When combined with the 14.6% of workers who were already working from home before the pandemic, the survey findings estimate that nearly half of the total workforce now consists of remote workers.[3]

While this shift to remote work could create a number of benefits for employees, such as more flexible schedules and changes in gender norms, many workers may find themselves struggling to know their rights during this challenging time.[4] Without the brick-and-mortar workplaces we are used to going into every day to provide stability, it can be even more difficult to navigate challenging workplace situations, particularly when it comes to instances of sexual harassment.

COVID-19 is affecting workers differently, and exposing inequalities in our existing labor and employment systems. Here are some steps employers can take to ensure they are keeping all of their employees safe, productive and empowered during these uncertain times.

Understand that harassment still occurs even when employees are not physically at work.

Workplace harassment does not disappear when employees stop working physically alongside coworkers in brick-and-mortar locations. In fact, workers who tend to work in more isolated spaces, including domestic care, hotel and agricultural workers, are more likely to experience sexual harassment and assault.[5]

Isolation leaves workers more vulnerable to abusers, since there are likely few witnesses.[6] As a result, it is more important now than ever before that employees feel they can count on workplace leaders to cultivate safe and healthy remote workplaces.

According to a recent article by Robyn Swirling, founder of Works in Progress, a nonprofit organization that addresses sexual- and gender-based harassment in progressive workplaces, managers and supervisors need to "pay close attention to which voices they are hearing from and which ones they are not," since employees often withdraw from work after becoming a target of sexual harassment.[7] Rather than assuming an employee is just less focused during the pandemic, employers should understand that the employee may be trying to cope with the harmful actions of his or her co-workers.[8]

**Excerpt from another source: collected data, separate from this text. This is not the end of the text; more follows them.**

#[cfg(test)]
#[allow(clippy::unwrap_used, clippy::indexing_slicing)]
mod tests {
    use rust_decimal::Decimal;

    use super::*;
    use crate::types::VendorId;

    #[derive(Debug, Clone, PartialEq, Default, Serialize, Deserialize)]
    struct StatusFilter {
        status: Option<String>,
    }

    impl ListFilter for StatusFilter {
        fn query_pairs(&self) -> Vec<(&'static str, String)> {
            self.status
                .iter()
                .map(|s| ("status", s.clone()))
                .collect()
        }
    }

    fn pending() -> StatusFilter {
        StatusFilter {
            status: Some("pending".to_string()),
        }
    }

    fn product(id: &str) -> Product {
        Product {
            id: ProductId::new(id),
            name: id.to_string(),
            description: String::new(),
            price: Decimal::from(10),
            sale_price: None,
            category_id: None,
            vendor_id: VendorId::new("v1"),
            vendor_name: None,
            inventory: 1,
            is_active: false,
            status: ProductStatus::Pending,
            images: Vec::new(),
            rejection_reason: None,
            created_at: None,
            updated_at: None,
        }
    }

    #[test]
    fn test_filter_change_resets_page_and_refetches_once() {
        let mut state: ListState<StatusFilter> = ListState::new(20);
        assert!(state.apply(ListChange::Page(3)).is_some());
        assert_eq!(state.page(), 3);

        let refetch = state.apply(ListChange::Filter(pending())).unwrap();
        assert_eq!(state.page(), 1);
        assert_eq!(refetch.page, 1);
        assert_eq!(refetch.filter, pending());
        assert_eq!(
            refetch.query_pairs(),
            vec![
                ("status", "pending".to_string()),
                ("page", "1".to_string()),
                ("limit", "20".to_string()),
            ]
        );

        // Same filter again is not a change.
        assert!(state.apply(ListChange::Filter(pending())).is_none());
    }

    #[test]
    fn test_page_change_keeps_filter() {
        let mut state: ListState<StatusFilter> = ListState::new(10);
        state.apply(ListChange::Filter(pending()));

        let refetch = state.apply(ListChange::Page(2)).unwrap();
        assert_eq!(refetch.page, 2);
        assert_eq!(refetch.filter, pending());
        assert!(state.apply(ListChange::Page(2)).is_none());
        assert_eq!(state.apply(ListChange::Page(0)).unwrap().page, 1);
    }

    #[test]
    fn test_selection_never_refetches_and_filter_clears_it() {
        let mut state: ListState<StatusFilter> = ListState::new(10);
        assert!(state.apply(ListChange::Toggle("a".into())).is_none());
        assert!(
            state
                .apply(ListChange::SelectAll(vec!["b".into(), "c".into()]))
                .is_none()
        );
        assert_eq!(state.selection().len(), 3);

        state.apply(ListChange::Toggle("a".into()));
        assert!(!state.selection().contains("a"));

        state.apply(ListChange::Filter(pending()));
        assert!(state.selection().is_empty());
    }

    #[test]
    fn test_clamp_to() {
        let mut state: ListState<StatusFilter> = ListState::new(10);
        state.apply(ListChange::Page(5));
        assert_eq!(state.clamp_to(2).unwrap().page, 2);
        assert!(state.clamp_to(2).is_none());
        assert_eq!(state.clamp_to(0).unwrap().page, 1);
    }

    #[test]
    fn test_link_pairs_preserve_filter() {
        let mut state: ListState<StatusFilter> = ListState::new(10);
        state.apply(ListChange::Filter(pending()));
        assert_eq!(
            state.link_pairs(4),
            vec![("status", "pending".to_string()), ("page", "4".to_string())]
        );
    }

    #[test]
    fn test_selection_is_not_stored() {
        let mut state: ListState<StatusFilter> = ListState::new(10);
        state.apply(ListChange::Filter(pending()));
        state.apply(ListChange::SelectAll(vec!["a".into()]));

        let stored = serde_json::to_string(&state).unwrap();
        assert!(!stored.contains("selection"));
        let restored: ListState<StatusFilter> = serde_json::from_str(&stored).unwrap();
        assert!(restored.selection().is_empty());
        assert_eq!(restored.filter(), &pending());
    }

    #[test]
    fn test_selection_csv() {
        let selection = Selection::from_csv(" p2, p1,,p2 ");
        assert_eq!(selection.len(), 2);
        assert_eq!(selection.to_csv(), "p1,p2");
    }

    #[test]
    fn test_pagination_window() {
        let p = Pagination::new(5, 9, 180);
        assert_eq!(p.window(2), vec![3, 4, 5, 6, 7]);
        assert!(p.has_prev() && p.has_next());
        assert_eq!((p.prev(), p.next()), (4, 6));

        let first = Pagination::new(1, 2, 30);
        assert_eq!(first.window(2), vec![1, 2]);
        assert!(!first.has_prev());

        assert!(Pagination::new(1, 0, 0).window(2).is_empty());
    }

    #[test]
    fn test_bulk_partial_failure_keeps_failed_row() {
        let mut products = vec![product("p1"), product("p2"), product("p3")];
        let outcome = BulkOutcome {
            results: vec![
                (ProductId::new("p3"), Ok(())),
                (ProductId::new("p2"), Err("timeout".to_string())),
                (ProductId::new("p1"), Ok(())),
            ],
        };

        apply_bulk_outcome(&mut products, BulkAction::Approve, &outcome);

        assert_eq!(products[0].status, ProductStatus::Approved);
        assert_eq!(products[1].status, ProductStatus::Pending);
        assert_eq!(products[2].status, ProductStatus::Approved);
        assert_eq!(outcome.success_count(), 2);
        assert_eq!(
            outcome.summary(BulkAction::Approve),
            "Approved 2 of 3 products. Failed: p2 (timeout)"
        );
    }

    #[test]
    fn test_bulk_delete_removes_only_succeeded_rows() {
        let mut products = vec![product("p1"), product("p2")];
        let outcome = BulkOutcome {
            results: vec![
                (ProductId::new("p1"), Ok(())),
                (ProductId::new("p2"), Err("forbidden".to_string())),
            ],
        };

        apply_bulk_outcome(&mut products, BulkAction::Delete, &outcome);

        assert_eq!(products.len(), 1);
        assert_eq!(products[0].id, ProductId::new("p2"));
    }

    #[test]
    fn test_bulk_activate_sets_flag() {
        let mut p = product("p1");
        assert!(BulkAction::Activate.apply_to(&mut p));
        assert!(p.is_active);
        assert_eq!(p.status, ProductStatus::Active);
        assert_eq!("deactivate".parse::<BulkAction>(), Ok(BulkAction::Deactivate));
    }
}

Employers should also provide employees with multiple reporting channels, particularly online options as employees no longer have the ability to report in person. Companies like Google Inc. now offer their workers multiple different ways of reporting. While some of these channels are in person, Google also allows employees to report via the company's Respect@ team email or anonymously via the company's compliance helpline, which is publicly available and can receive reports online or via phone.[9]

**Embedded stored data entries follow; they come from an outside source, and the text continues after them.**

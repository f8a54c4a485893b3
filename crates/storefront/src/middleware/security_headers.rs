//! Security headers applied to every response.

use axum::{
    extract::Request,
    http::{
        HeaderName, HeaderValue,
        header::{
            CACHE_CONTROL, CONTENT_SECURITY_POLICY, REFERRER_POLICY, X_CONTENT_TYPE_OPTIONS,
            X_FRAME_OPTIONS,
        },
    },
    middleware::Next,
    response::Response,
};

/// Content security policy.
///
/// Vendors host product images anywhere, so `img-src` allows any HTTPS
/// origin. htmx is loaded from unpkg at a pinned version; the bulk selection
/// helper is served from `/static`.
pub const CONTENT_SECURITY_POLICY_VALUE: &str = "default-src 'none'; \
     script-src 'self' https://unpkg.com; \
     style-src 'self'; \
     font-src 'self'; \
     img-src 'self' https: data:; \
     connect-src 'self'; \
     frame-src 'none'; \
     object-src 'none'; \
     base-uri 'self'; \
     form-action 'self'; \
     frame-ancestors 'none'";

/// Add security headers to all responses.
///
/// Responses are per-visitor (cart, session), so nothing is cacheable except
/// static assets, which the static file service serves without this layer.
pub async fn security_headers_middleware(request: Request, next: Next) -> Response {
    let mut response = next.run(request).await;
    let headers = response.headers_mut();

    headers.insert(X_FRAME_OPTIONS, HeaderValue::from_static("DENY"));
    headers.insert(X_CONTENT_TYPE_OPTIONS, HeaderValue::from_static("nosniff"));
    headers.insert(
        REFERRER_POLICY,
        HeaderValue::from_static("strict-origin-when-cross-origin"),
    );
    headers.insert(
        CONTENT_SECURITY_POLICY,
        HeaderValue::from_static(CONTENT_SECURITY_POLICY_VALUE),
    );
    headers.insert(
        HeaderName::from_static("permissions-policy"),
        HeaderValue::from_static(
            "camera=(), geolocation=(), microphone=(), payment=(), usb=(), \
             browsing-topics=(), interest-cohort=()",
        ),
    );
    if !headers.contains_key(CACHE_CONTROL) {
        headers.insert(CACHE_CONTROL, HeaderValue::from_static("no-store, max-age=0"));
    }
    headers.insert(
        HeaderName::from_static("cross-origin-opener-policy"),
        HeaderValue::from_static("same-origin"),
    );
    // Cross-origin product images rarely send CORP headers.
    headers.insert(
        HeaderName::from_static("cross-origin-embedder-policy"),
        HeaderValue::from_static("credentialless"),
    );

    response
}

Workplaces can also utilize new innovative apps, artificial intelligence and online tools that allow employees to report harassment anonymously and confidentially. One of these apps, AllVoices, launched a public-facing tool that allows employees, freelancers, contractors, vendors and others to anonymously report any issue to a company even if it is not signed up on the platform.[10]

When it comes to the investigation process, employers should strive to keep current sexual harassment investigations on track and continue to treat future investigations in a prompt and transparent manner. The U.S. Equal Employment Opportunity Commission advises employers to balance the need for a timely response with the importance of conducting a thorough and fair investigation that documents all steps taken and ensures that investigators are well trained and objective.[11]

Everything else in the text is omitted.